Антиплатонический пафос Гомбриха – вот его конкретная программа, реализуемая посредством семиотического номинализма, нейтрализующего опасность аффективного переживания архаически-языческой символики, то есть святая святых классического варбургианства! И именно в этом тексте он предпринимает первую попытку обоснования науки в качестве, так сказать, «открытого сообщества» в том смысле, что наука сродни всякой свободной коммуникативной активности, открытой к непреложной и постоянной изменчивости, обновлению и преодолению себя.
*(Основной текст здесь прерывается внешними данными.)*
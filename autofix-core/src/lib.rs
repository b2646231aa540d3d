//! Core of the autofix engine
//!
//! Classifies build and test output into structured errors, asks a language
//! model for a repair, parses the reply into file and command actions, gates
//! the dangerous ones, applies the rest and verifies the result.

pub mod actions;
pub mod config;
pub mod diagnostics;
pub mod errors;
pub mod fix;
pub mod llm;

pub use actions::{ActionExecutor, ActionParser, LocalWorkspace, SafetyPolicy, Workspace};
pub use config::{AutofixConfig, ConfigError};
pub use errors::{ErrorKind, ParsedError, Severity, classify, has_errors};
pub use fix::{BatchResult, CommandFixReport, FixConfig, FixEngine, FixError, FixEvent};
pub use tokio_util::sync::CancellationToken;
//! Language model capability
//!
//! The fix engine only needs "prompt in, text out". One reference adapter
//! for OpenAI-compatible endpoints is provided; tests use a scripted mock.

pub mod errors;
pub mod openai_compat;
pub mod traits;

#[cfg(test)]
pub mod mock;

pub use errors::{LLMError, LLMResult};
pub use openai_compat::{OpenAICompatConfig, OpenAICompatProvider};
pub use traits::{ModelProvider, TextStream};

use futures::StreamExt;

/// Drain a text stream into one string
pub async fn collect_stream(mut stream: TextStream) -> LLMResult<String> {
    let mut text = String::new();
    while let Some(chunk) = stream.next().await {
        text.push_str(&chunk?);
    }
    Ok(text)
}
И потому столь важны для Гомбриха поиск и оценка tertium compartionis как буквально средства и посредника подобной коммуникации. Ему важна некоторая стабилизирующая, нормативно-регулирующая инстанция языкового типа, своего рода грамматика перехода или синтаксис транзитивности, который обеспечивает, в свою очередь, относительную стабильность двух (по крайней мере) инстанций: мира символов и мира образов, мифологии и визуальности, скажем так, мистагогии и репрезентации – то есть тех областей, где, как ему кажется, возможен и опасен субъективный или просто индивидуальный произвол, игра без правил. При том что всегда остается подозрение об истоках этой произвольности, немотивированности ассоциативной экзегезы, быть может питающейся всякого рода психологизмом и ассоциативизмом – теми вещами, что были для Гомбриха, воспитанного венским искусствознанием, малопонятны, малоприятны и мало приемлемы. И ведь именно этот анархизм символизма, с точки зрения Винда, как раз и представляет его сущностную черту как архаического феномена, то есть не знающего власти и начала – буквально анархического – хаоса примитивного существования…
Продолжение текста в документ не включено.